When it comes to sanding, the rules are simple. When you're dealing with curves and soft edges, you can use the contours of your hand to back up the sandpaper and naturally mimic the shape. But when it comes to flat surface: never sand without a sanding block. This keeps the paper flat, which means your final project will also stay flat.
I was in the bad habit of cutting a new one every time I went to finish a project, which sometimes meant I went against my best judgment and ignored the sanding block rule when working on flat panels and tabletops. (I know, I know.) So, I decided to spend an hour and whip up a block I'd be excited to use every time. One that's confortable, produces a great finish, and that makes best use of my sandpaper, minimizing waste.
Note: it's just as easy to make two or three of these as it is to make one, so we recommended crafting a handful of them in one go to have around whenever you need them.
Step One: Determine your sandpaper size.
No one uses a full sheet of sandpaper at once.
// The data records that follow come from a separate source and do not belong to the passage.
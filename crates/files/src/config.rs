//! Choosing an uploader at startup.

use crate::{AttachmentPort, ContentStoreUploader, DataUriUploader, UploadError, UploadResult};
use serde::{Deserialize, Serialize};
use std::fmt;
use std::path::PathBuf;
use std::str::FromStr;
use std::sync::Arc;

/// How attachments are turned into URLs.
#[derive(Clone, Copy, Debug, Default, PartialEq, Eq, Serialize, Deserialize)]
#[serde(rename_all = "lowercase")]
pub enum AttachmentMode {
    /// Content-addressed storage on disk.
    #[default]
    Store,
    /// Inline `data:` URIs.
    Offline,
}

impl AttachmentMode {
    pub fn as_str(&self) -> &'static str {
        match self {
            AttachmentMode::Store => "store",
            AttachmentMode::Offline => "offline",
        }
    }
}

impl fmt::Display for AttachmentMode {
    fn fmt(&self, f: &mut fmt::Formatter<'_>) -> fmt::Result {
        f.write_str(self.as_str())
    }
}

impl FromStr for AttachmentMode {
    type Err = String;

    fn from_str(s: &str) -> Result<Self, Self::Err> {
        match s.trim().to_ascii_lowercase().as_str() {
            "store" => Ok(AttachmentMode::Store),
            "offline" => Ok(AttachmentMode::Offline),
            other => Err(format!("unknown attachment mode: {other}")),
        }
    }
}

#[derive(Clone, Debug, PartialEq, Eq)]
pub struct AttachmentConfig {
    pub mode: AttachmentMode,
    /// Storage root; unused in offline mode.
    pub root: PathBuf,
    /// Prefix for URLs handed back by the content store.
    pub public_base_url: String,
}

impl AttachmentConfig {
    /// Builds the uploader for the configured mode.
    ///
    /// # Errors
    ///
    /// See [`content_store`](Self::content_store).
    pub fn build(&self) -> UploadResult<Arc<dyn AttachmentPort>> {
        match self.mode {
            AttachmentMode::Store => Ok(Arc::new(self.content_store()?)),
            AttachmentMode::Offline => Ok(Arc::new(DataUriUploader::new())),
        }
    }

    /// The content-store uploader for this root, whatever the configured mode.
    ///
    /// The root directory is created if it does not exist yet.
    ///
    /// # Errors
    ///
    /// Returns [`UploadError::InvalidRootDirectory`] if the root cannot be created or used.
    pub fn content_store(&self) -> UploadResult<ContentStoreUploader> {
        std::fs::create_dir_all(&self.root).map_err(|e| {
            UploadError::InvalidRootDirectory(format!(
                "Cannot create {}: {}",
                self.root.display(),
                e
            ))
        })?;
        let uploader = ContentStoreUploader::new(&self.root, &self.public_base_url)?;
        tracing::info!(root = %uploader.root_directory().display(), "attachment store ready");
        Ok(uploader)
    }
}

#[cfg(test)]
mod tests {
    use super::*;
    use tempfile::TempDir;

    #[test]
    fn mode_parses_case_insensitively() {
        assert_eq!("STORE".parse::<AttachmentMode>().unwrap(), AttachmentMode::Store);
        assert_eq!(" offline ".parse::<AttachmentMode>().unwrap(), AttachmentMode::Offline);
        assert!("s3".parse::<AttachmentMode>().is_err());
    }

    #[test]
    fn build_creates_missing_root_for_store_mode() {
        let temp = TempDir::new().unwrap();
        let root = temp.path().join("nested/attachments");
        let config = AttachmentConfig {
            mode: AttachmentMode::Store,
            root: root.clone(),
            public_base_url: "http://localhost:3000".into(),
        };

        let port = config.build().unwrap();
        assert_eq!(port.mode(), AttachmentMode::Store);
        assert!(root.is_dir());
    }

    #[test]
    fn build_offline_ignores_root() {
        let config = AttachmentConfig {
            mode: AttachmentMode::Offline,
            root: PathBuf::from("/definitely/not/here"),
            public_base_url: String::new(),
        };
        assert_eq!(config.build().unwrap().mode(), AttachmentMode::Offline);
    }
}
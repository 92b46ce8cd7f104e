//! Examination slice: vital signs and exam notes.

use serde::{Deserialize, Serialize};

#[derive(Clone, Debug, Default, PartialEq, Serialize, Deserialize)]
#[serde(rename_all = "camelCase", default)]
pub struct ExaminationSlice {
    pub vital_signs: Option<VitalSigns>,
    pub general: String,
    pub systemic: String,
    pub neurological: String,
}

/// A set of vital-sign measurements. Any field may still be missing while drafting.
#[derive(Clone, Debug, Default, PartialEq, Serialize, Deserialize)]
#[serde(rename_all = "camelCase", default)]
pub struct VitalSigns {
    /// Degrees Celsius.
    pub temperature: Option<f64>,
    pub blood_pressure: Option<BloodPressure>,
    /// Beats per minute.
    pub heart_rate: Option<u16>,
    /// Breaths per minute.
    pub respiratory_rate: Option<u16>,
    /// Kilograms.
    pub weight: Option<f64>,
    /// Centimetres.
    pub height: Option<f64>,
    /// Derived from weight and height; never entered directly.
    pub bmi: Option<f64>,
    /// Percent.
    pub oxygen_saturation: Option<u8>,
}

#[derive(Clone, Copy, Debug, PartialEq, Eq, Serialize, Deserialize)]
pub struct BloodPressure {
    pub systolic: u16,
    pub diastolic: u16,
}

impl VitalSigns {
    /// True when nothing has been measured.
    pub fn is_empty(&self) -> bool {
        self.temperature.is_none()
            && self.blood_pressure.is_none()
            && self.heart_rate.is_none()
            && self.respiratory_rate.is_none()
            && self.weight.is_none()
            && self.height.is_none()
            && self.oxygen_saturation.is_none()
    }

    /// Returns a copy with `bmi` recomputed from weight and height.
    pub fn with_derived_bmi(self) -> Self {
        let bmi = match (self.weight, self.height) {
            (Some(kg), Some(cm)) => body_mass_index(kg, cm),
            _ => None,
        };
        Self { bmi, ..self }
    }
}

/// kg / m², rounded to one decimal place.
pub fn body_mass_index(weight_kg: f64, height_cm: f64) -> Option<f64> {
    if !(weight_kg > 0.0 && height_cm > 0.0) {
        return None;
    }
    let metres = height_cm / 100.0;
    let bmi = weight_kg / (metres * metres);
    Some((bmi * 10.0).round() / 10.0)
}

#[derive(Clone, Debug, PartialEq, Serialize, Deserialize)]
#[serde(tag = "field", content = "value", rename_all = "camelCase")]
pub enum ExaminationChange {
    /// `None` clears the recorded vitals.
    VitalSigns(Option<VitalSigns>),
    General(String),
    Systemic(String),
    Neurological(String),
}

impl ExaminationChange {
    pub const FIELDS: &'static [&'static str] =
        &["vitalSigns", "general", "systemic", "neurological"];
}

impl ExaminationSlice {
    pub fn with_change(self, change: ExaminationChange) -> Self {
        match change {
            ExaminationChange::VitalSigns(vital_signs) => Self {
                vital_signs,
                ..self
            },
            ExaminationChange::General(general) => Self { general, ..self },
            ExaminationChange::Systemic(systemic) => Self { systemic, ..self },
            ExaminationChange::Neurological(neurological) => Self {
                neurological,
                ..self
            },
        }
    }

    /// True if at least one vital sign has been recorded.
    pub fn has_vital_signs(&self) -> bool {
        self.vital_signs
            .as_ref()
            .is_some_and(|vitals| !vitals.is_empty())
    }
}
So, size your block to be as economical as possible. A standard sheet of sandpaper is 9x11", and to make a block that can fit in your hand, it's best to either divide it into four pieces (one horizontal fold, one vertical) or into six (two horizontal folds to create thirds, one vertical).
My block is designed to use the six piece fold, which makes for a more comfortable block to hold. I began by folding the sheet into thirds across the 11" side, like a letter.
Then I placed a ruler on the folds and tore it into pieces. You can use scissors or a knife here, but you'll just bang up the blades. Once it was into threes, I folded each in half and ripped again. Six more-or-less even pieces.
Step Two: Cut the block to size.
The block itself is construction from "two-by" construction lumber. Here in the Northwest, that means the mighty Douglas fir, but it could be pine or even whitewood where you live. I used a scrap of 2x10 that I had, which had nice straight grain on the edges, which I could cut one the ends to essentially get quarter-sawn stock. By the time it was planed down smooth, it ended up being just north of 1 1/4" thick.
Next, I cut the strip so the sandpaper scraps would wrap around with a 1/4" on each side, making the paper easy to hold while using. My final width was 2 7/8".
I then cut the strip into several 4" blocks.
Final block size = 1 5/16" thick x 2 7/8" wide x 4" long. There's a nice even 1/4" border of excess paper around the edges.
Step 3: Shape the block.
To make it more comfortable to use, I secured the block to my workbench, then put a wide 45° chamfer around the top edges. I did this with a router, but you could use a hand plane, or even a saw if you're careful.
Once the initial facets were cut, I smoothed over all the sharp corners and edges with sandpaper.
Step Four: Add the cork.
The final step is to attach cork to the bottom of the block. This allows the block to accommodate invisible ridges, valleys, and peaks in the wood. You can't see them now, but they'll greatly improve the quality of your final finish.
I have a roll of 3/32" thick cork I use for a variety of projects, so I just used that. But you can buy 1/8"-ish thick cork from the craft store or Amazon. You can also use cork Con-Tact paper shelf liner, which comes with an adhesive backing.
Whatever you use, cut it oversize at first. Spread a thin layer of yellow wood glue on both surfaces, allow it to become slightly tacky, then sandwich the glue sides together. Clamp or set something heavy on the block to ensure full contact.
Once the glue has dried, use the sides of the block as a guide to trim the cork to size.
If you can, cut the cork at a slight bevel to ease the sharp edges a bit, then use some sandpaper to round everything over just a bit.
To use, wrap a piece of your sandpaper around the bottom, and hold it by the edges. Then, just sand away!
This thing is super comfortable to use, makes the best use of a sheet of sandpaper, and helps create a smooth finish. It makes sanding actually fun! Well...almost.